(Extracted data entries)
● ● ●
use crate::{detail_page, link_page, test_config};
use market_crawler::config::Config;
use market_crawler::crawler::crawl;
use market_crawler::output::{JsonLinesWriter, RecordSink};
use market_crawler::Record;
use serde_json::Value;
use std::collections::HashSet;
use tempfile::TempDir;
use wiremock::matchers::{header, method, path, query_param};
use wiremock::{Mock, MockServer, ResponseTemplate};

async fn mount_page(server: &MockServer, page_path: &str, id: Option<(&str, &str)>, body: String) {
    let mut mock = Mock::given(method("GET")).and(path(page_path));
    if let Some((name, value)) = id {
        mock = mock.and(query_param(name, value));
    }
    mock.respond_with(ResponseTemplate::new(200).set_body_string(body))
        .mount(server)
        .await;
}

/// Front page → a, b (404), Acme listing; a → c; Acme → c, d
async fn mount_catalog(server: &MockServer) {
    mount_page(
        server,
        "/store/apps/",
        None,
        link_page(
            None,
            &[
                "/details?id=com.a",
                "/details?id=com.b",
                "/developer?pub=Acme",
                "/details?id=com.a&reviewId=1",
            ],
        ),
    )
    .await;

    mount_page(
        server,
        "/store/apps/details",
        Some(("id", "com.a")),
        detail_page("App A", "$1.99", &["/details?id=com.c"]),
    )
    .await;

    Mock::given(method("GET"))
        .and(path("/store/apps/details"))
        .and(query_param("id", "com.b"))
        .respond_with(ResponseTemplate::new(404))
        .mount(server)
        .await;

    mount_page(
        server,
        "/store/apps/details",
        Some(("id", "com.c")),
        detail_page("App C", "Install", &["/details?id=com.a"]),
    )
    .await;

    mount_page(
        server,
        "/store/apps/developer",
        Some(("pub", "Acme")),
        link_page(
            Some("Apps by Acme"),
            &["/details?id=com.c", "/details?id=com.d"],
        ),
    )
    .await;

    mount_page(
        server,
        "/store/apps/details",
        Some(("id", "com.d")),
        detail_page("App D", "", &[]),
    )
    .await;
}

fn read_records(path: &std::path::Path) -> Vec<Value> {
    std::fs::read_to_string(path)
        .expect("Failed to read output")
        .lines()
        .map(|line| serde_json::from_str(line).expect("Invalid JSON line"))
        .collect()
}

#[tokio::test]
async fn test_full_crawl_to_json_lines() {
    let server = MockServer::start().await;
    mount_catalog(&server).await;

    let dir = TempDir::new().unwrap();
    let output = dir.path().join("apps.jsonl");
    let mut writer = JsonLinesWriter::create(&output).unwrap();

    let stats = crawl(&test_config(&server), &mut writer)
        .await
        .expect("Crawl failed");

    assert_eq!(stats.records, 3);
    assert_eq!(stats.not_found, 1);
    assert_eq!(stats.failures, 0);
    assert_eq!(stats.fetched, 5);
    assert_eq!(stats.pending, 0);
    assert_eq!(writer.written(), 3);

    let records = read_records(&output);
    let ids: HashSet<&str> = records.iter().filter_map(|r| r["uid"].as_str()).collect();
    assert_eq!(ids, HashSet::from(["com.a", "com.c", "com.d"]));

    let app_a = records.iter().find(|r| r["uid"] == "com.a").unwrap();
    assert_eq!(app_a["name"], "App A");
    assert_eq!(app_a["is_free"], false);
    assert_eq!(app_a["price"], "1.99");
    assert!(app_a["dev_link"]
        .as_str()
        .unwrap()
        .ends_with("/store/apps/developer?pub=Acme"));

    let app_c = records.iter().find(|r| r["uid"] == "com.c").unwrap();
    assert_eq!(app_c["is_free"], true);
    assert_eq!(app_c["price"], 0);
}

#[tokio::test]
async fn test_every_page_fetched_once() {
    let server = MockServer::start().await;
    mount_catalog(&server).await;

    let mut records: Vec<Record> = Vec::new();
    crawl(&test_config(&server), &mut records).await.unwrap();

    let requests = server.received_requests().await.unwrap();
    let mut seen = HashSet::new();
    for request in &requests {
        assert!(
            seen.insert(request.url.to_string()),
            "{} fetched twice",
            request.url
        );
    }
    assert_eq!(requests.len(), 6);
}

#[tokio::test]
async fn test_listings_not_followed_when_disabled() {
    let server = MockServer::start().await;
    mount_catalog(&server).await;

    let mut config = test_config(&server);
    config.crawler.follow_listings = false;

    let mut records: Vec<Record> = Vec::new();
    let stats = crawl(&config, &mut records).await.unwrap();

    let ids: HashSet<&str> = records.iter().map(|r| r.id.as_str()).collect();
    assert_eq!(ids, HashSet::from(["com.a", "com.c"]));
    assert_eq!(stats.records, 2);
}

#[tokio::test]
async fn test_locale_cookie_sent() {
    let server = MockServer::start().await;
    Mock::given(method("GET"))
        .and(path("/store/apps/"))
        .and(header("cookie", "hlSession2=fr"))
        .respond_with(
            ResponseTemplate::new(200).set_body_string(link_page(None, &["/details?id=com.a"])),
        )
        .mount(&server)
        .await;
    mount_page(
        &server,
        "/store/apps/details",
        Some(("id", "com.a")),
        detail_page("Appli A", "", &[]),
    )
    .await;

    let mut config = test_config(&server);
    config.catalog.locale = "fr".to_string();

    let mut records: Vec<Record> = Vec::new();
    crawl(&config, &mut records).await.unwrap();

    assert_eq!(records.len(), 1);
    assert_eq!(records[0].name, "Appli A");
}

#[tokio::test]
async fn test_server_errors_counted_as_failures() {
    let server = MockServer::start().await;
    mount_page(
        &server,
        "/store/apps/",
        None,
        link_page(None, &["/details?id=com.a", "/details?id=com.e"]),
    )
    .await;
    mount_page(
        &server,
        "/store/apps/details",
        Some(("id", "com.a")),
        detail_page("App A", "", &[]),
    )
    .await;
    Mock::given(method("GET"))
        .and(path("/store/apps/details"))
        .and(query_param("id", "com.e"))
        .respond_with(ResponseTemplate::new(500))
        .mount(&server)
        .await;

    let mut records: Vec<Record> = Vec::new();
    let stats = crawl(&test_config(&server), &mut records).await.unwrap();

    assert_eq!(records.len(), 1);
    assert_eq!(stats.failures, 1);
    assert_eq!(stats.not_found, 0);
}

#[tokio::test]
async fn test_unreachable_seed_ends_crawl() {
    let mut config = Config::default();
    config.catalog.base_url = "http://127.0.0.1:1/store/apps".to_string();
    config.crawler.seed_url = "http://127.0.0.1:1/store/apps/".to_string();
    config.http.connect_timeout_secs = 1;

    let mut records: Vec<Record> = Vec::new();
    let stats = crawl(&config, &mut records).await.unwrap();

    assert!(records.is_empty());
    assert_eq!(stats.failures, 1);
    assert_eq!(stats.fetched, 0);
    records.finish().unwrap();
}
//! Output sink trait and error type

use crate::record::Record;
use thiserror::Error;

/// Errors that can occur while writing records
#[derive(Debug, Error)]
pub enum OutputError {
    #[error("Failed to serialize record: {0}")]
    Serialize(#[from] serde_json::Error),

    #[error("IO error: {0}")]
    Io(#[from] std::io::Error),
}

/// Result type for output operations
pub type OutputResult<T> = Result<T, OutputError>;

/// Destination of the records published by a crawl
///
/// Records arrive one at a time in publication order. A sink must make each
/// record durable before returning, so an interrupted crawl loses nothing
/// that was already written.
pub trait RecordSink {
    /// Writes one record
    fn write_record(&mut self, record: &Record) -> OutputResult<()>;

    /// Flushes any buffered state once the crawl is over
    fn finish(&mut self) -> OutputResult<()> {
        Ok(())
    }
}

impl RecordSink for Vec<Record> {
    fn write_record(&mut self, record: &Record) -> OutputResult<()> {
        self.push(record.clone());
        Ok(())
    }
}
● ● ●
* ASSIGNMENT
Every single record is to be set down again, unaltered.

* EXPECTED OUTPUT
use crate::{detail_page, link_page, test_config};
use market_crawler::config::Config;
use market_crawler::crawler::crawl;
use market_crawler::output::{JsonLinesWriter, RecordSink};
use market_crawler::Record;
use serde_json::Value;
use std::collections::HashSet;
use tempfile::TempDir;
use wiremock::matchers::{header, method, path, query_param};
use wiremock::{Mock, MockServer, ResponseTemplate};

async fn mount_page(server: &MockServer, page_path: &str, id: Option<(&str, &str)>, body: String) {
    let mut mock = Mock::given(method("GET")).and(path(page_path));
    if let Some((name, value)) = id {
        mock = mock.and(query_param(name, value));
    }
    mock.respond_with(ResponseTemplate::new(200).set_body_string(body))
        .mount(server)
        .await;
}

/// Front page → a, b (404), Acme listing; a → c; Acme → c, d
async fn mount_catalog(server: &MockServer) {
    mount_page(
        server,
        "/store/apps/",
        None,
        link_page(
            None,
            &[
                "/details?id=com.a",
                "/details?id=com.b",
                "/developer?pub=Acme",
                "/details?id=com.a&reviewId=1",
            ],
        ),
    )
    .await;

    mount_page(
        server,
        "/store/apps/details",
        Some(("id", "com.a")),
        detail_page("App A", "$1.99", &["/details?id=com.c"]),
    )
    .await;

    Mock::given(method("GET"))
        .and(path("/store/apps/details"))
        .and(query_param("id", "com.b"))
        .respond_with(ResponseTemplate::new(404))
        .mount(server)
        .await;

    mount_page(
        server,
        "/store/apps/details",
        Some(("id", "com.c")),
        detail_page("App C", "Install", &["/details?id=com.a"]),
    )
    .await;

    mount_page(
        server,
        "/store/apps/developer",
        Some(("pub", "Acme")),
        link_page(
            Some("Apps by Acme"),
            &["/details?id=com.c", "/details?id=com.d"],
        ),
    )
    .await;

    mount_page(
        server,
        "/store/apps/details",
        Some(("id", "com.d")),
        detail_page("App D", "", &[]),
    )
    .await;
}

fn read_records(path: &std::path::Path) -> Vec<Value> {
    std::fs::read_to_string(path)
        .expect("Failed to read output")
        .lines()
        .map(|line| serde_json::from_str(line).expect("Invalid JSON line"))
        .collect()
}

#[tokio::test]
async fn test_full_crawl_to_json_lines() {
    let server = MockServer::start().await;
    mount_catalog(&server).await;

    let dir = TempDir::new().unwrap();
    let output = dir.path().join("apps.jsonl");
    let mut writer = JsonLinesWriter::create(&output).unwrap();

    let stats = crawl(&test_config(&server), &mut writer)
        .await
        .expect("Crawl failed");

    assert_eq!(stats.records, 3);
    assert_eq!(stats.not_found, 1);
    assert_eq!(stats.failures, 0);
    assert_eq!(stats.fetched, 5);
    assert_eq!(stats.pending, 0);
    assert_eq!(writer.written(), 3);

    let records = read_records(&output);
    let ids: HashSet<&str> = records.iter().filter_map(|r| r["uid"].as_str()).collect();
    assert_eq!(ids, HashSet::from(["com.a", "com.c", "com.d"]));

    let app_a = records.iter().find(|r| r["uid"] == "com.a").unwrap();
    assert_eq!(app_a["name"], "App A");
    assert_eq!(app_a["is_free"], false);
    assert_eq!(app_a["price"], "1.99");
    assert!(app_a["dev_link"]
        .as_str()
        .unwrap()
        .ends_with("/store/apps/developer?pub=Acme"));

    let app_c = records.iter().find(|r| r["uid"] == "com.c").unwrap();
    assert_eq!(app_c["is_free"], true);
    assert_eq!(app_c["price"], 0);
}

#[tokio::test]
async fn test_every_page_fetched_once() {
    let server = MockServer::start().await;
    mount_catalog(&server).await;

    let mut records: Vec<Record> = Vec::new();
    crawl(&test_config(&server), &mut records).await.unwrap();

    let requests = server.received_requests().await.unwrap();
    let mut seen = HashSet::new();
    for request in &requests {
        assert!(
            seen.insert(request.url.to_string()),
            "{} fetched twice",
            request.url
        );
    }
    assert_eq!(requests.len(), 6);
}

#[tokio::test]
async fn test_listings_not_followed_when_disabled() {
    let server = MockServer::start().await;
    mount_catalog(&server).await;

    let mut config = test_config(&server);
    config.crawler.follow_listings = false;

    let mut records: Vec<Record> = Vec::new();
    let stats = crawl(&config, &mut records).await.unwrap();

    let ids: HashSet<&str> = records.iter().map(|r| r.id.as_str()).collect();
    assert_eq!(ids, HashSet::from(["com.a", "com.c"]));
    assert_eq!(stats.records, 2);
}

#[tokio::test]
async fn test_locale_cookie_sent() {
    let server = MockServer::start().await;
    Mock::given(method("GET"))
        .and(path("/store/apps/"))
        .and(header("cookie", "hlSession2=fr"))
        .respond_with(
            ResponseTemplate::new(200).set_body_string(link_page(None, &["/details?id=com.a"])),
        )
        .mount(&server)
        .await;
    mount_page(
        &server,
        "/store/apps/details",
        Some(("id", "com.a")),
        detail_page("Appli A", "", &[]),
    )
    .await;

    let mut config = test_config(&server);
    config.catalog.locale = "fr".to_string();

    let mut records: Vec<Record> = Vec::new();
    crawl(&config, &mut records).await.unwrap();

    assert_eq!(records.len(), 1);
    assert_eq!(records[0].name, "Appli A");
}

#[tokio::test]
async fn test_server_errors_counted_as_failures() {
    let server = MockServer::start().await;
    mount_page(
        &server,
        "/store/apps/",
        None,
        link_page(None, &["/details?id=com.a", "/details?id=com.e"]),
    )
    .await;
    mount_page(
        &server,
        "/store/apps/details",
        Some(("id", "com.a")),
        detail_page("App A", "", &[]),
    )
    .await;
    Mock::given(method("GET"))
        .and(path("/store/apps/details"))
        .and(query_param("id", "com.e"))
        .respond_with(ResponseTemplate::new(500))
        .mount(&server)
        .await;

    let mut records: Vec<Record> = Vec::new();
    let stats = crawl(&test_config(&server), &mut records).await.unwrap();

    assert_eq!(records.len(), 1);
    assert_eq!(stats.failures, 1);
    assert_eq!(stats.not_found, 0);
}

#[tokio::test]
async fn test_unreachable_seed_ends_crawl() {
    let mut config = Config::default();
    config.catalog.base_url = "http://127.0.0.1:1/store/apps".to_string();
    config.crawler.seed_url = "http://127.0.0.1:1/store/apps/".to_string();
    config.http.connect_timeout_secs = 1;

    let mut records: Vec<Record> = Vec::new();
    let stats = crawl(&config, &mut records).await.unwrap();

    assert!(records.is_empty());
    assert_eq!(stats.failures, 1);
    assert_eq!(stats.fetched, 0);
    records.finish().unwrap();
}
//! Output sink trait and error type

use crate::record::Record;
use thiserror::Error;

/// Errors that can occur while writing records
#[derive(Debug, Error)]
pub enum OutputError {
    #[error("Failed to serialize record: {0}")]
    Serialize(#[from] serde_json::Error),

    #[error("IO error: {0}")]
    Io(#[from] std::io::Error),
}

/// Result type for output operations
pub type OutputResult<T> = Result<T, OutputError>;

/// Destination of the records published by a crawl
///
/// Records arrive one at a time in publication order. A sink must make each
/// record durable before returning, so an interrupted crawl loses nothing
/// that was already written.
pub trait RecordSink {
    /// Writes one record
    fn write_record(&mut self, record: &Record) -> OutputResult<()>;

    /// Flushes any buffered state once the crawl is over
    fn finish(&mut self) -> OutputResult<()> {
        Ok(())
    }
}

impl RecordSink for Vec<Record> {
    fn write_record(&mut self, record: &Record) -> OutputResult<()> {
        self.push(record.clone());
        Ok(())
    }
}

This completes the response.